Yes, says Abdullah, they knew Sukru Safa Cinar, the Turkish student who had the accident. “He has flown back to Turkey. I saw him. He was in a very, very bad state. He cried. He said [Mrs. Miller and her friend] came and asked the price. They sat down, and he started the ride, and the woman stood up on the bike and was dancing. He said, ‘When I turned back and saw her, she fell off.’ The other woman said he [Cinar] hadn’t made any mistake. That’s why the judge freed him. If she said he had [been weaving back and forth], he would have been charged. Yet now people say bad things to us. ‘You are killers!’ ‘I don’t want to die.’ Normally, we took about $60–$70 a day. Now everybody’s waiting for customers.”
Vahap and Abdullah have been friends since childhood. “We came here to see another culture,” Vahap says. “We have been working every summer since we were nine years old. But now, this fall, we will go back, and no money. It will be very difficult to afford books and accommodation at university. And it is already hard being Kurdish. Abdullah and I are the only ones. Turks don’t like Kurdish people.”

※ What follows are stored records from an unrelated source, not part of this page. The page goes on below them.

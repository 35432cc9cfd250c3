pub mod backend;
pub mod cli;
pub mod clock;
pub mod controller;
pub mod countdown;
pub mod logging;
pub mod modal;
pub mod poller;
pub mod settings;
pub mod terminal;
pub mod types;
pub mod view;
pub mod watcher;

I can see from their struggles with English how much harder it must be for them to charm tourists than their more fluent brothers and sisters.
Paulie has no such problem. She’s a spunky girl-rider who has her pedicab parked near the Asti restaurant. “Yes, there are too many of us,” she says. “There should be a limit of 300. People are starting to get sick of us. It’s not like an entertainment thing in the city anymore. Too many riders shouting, ‘Pedicab! Pedicab!’ It’s not funny.”
Paulie says she studies economics at the New Bulgarian University. She learned about the pedicab job through an outfit called International Educational Exchange. She thinks the accident has been played up too much. “There is a crash with cars every second. It hasn’t helped our business. But I’ll stay till September 20, because I love the city. It’s beautiful, clean, so safe. And it’s sunny. That’s my god, the sun. I think San Diego is a city of heaven. Oh…excuse me.”
She has just spotted two men, potential customers, across the road. Men like to be driven by women, just as women prefer male drivers. I watch Paulie coast with her passengers down the gentle slope of F, toward Fourth. She turns in her seat and chats, and the guys laugh out loud. They’re having a good time, nice and slow. You don’t get this in a taxicab.
On the Embarcadero, most days, the J-1’s (as the American drivers call the foreign pedicab drivers) make their play at the Midway, where the aircraft carrier’s visitors come out looking for a way back to downtown. Americans stake a spot by the Coronado ferry landing, where folks from the ferry and the Star of India are likely to want a ride to Seaport Village or up to Horton Plaza. There’s nothing official about this. Just an unspoken territorial agreement.
“All right, sir…
where can I take you today?” asks Rudy Diggs, wheeling his pedicab to intercept a line of tourists that climbs the gangplank from an arriving ferry. Diggs is tall, African-American, and he doesn’t have to shout, not with his resonant tones. He’s full of come-on one-liners. “Young ladies? Save those feet, use this seat. Sunglasses get discounts. Why stroll when you can roll?”
“Take a carriage, save the marriage!” chimes his buddy Matt Williams. Matt has weathered cheeks and a red beard and has been pedicabbing for ten years. He wears a green T-shirt that says, “Sometimes I pee when I laugh.”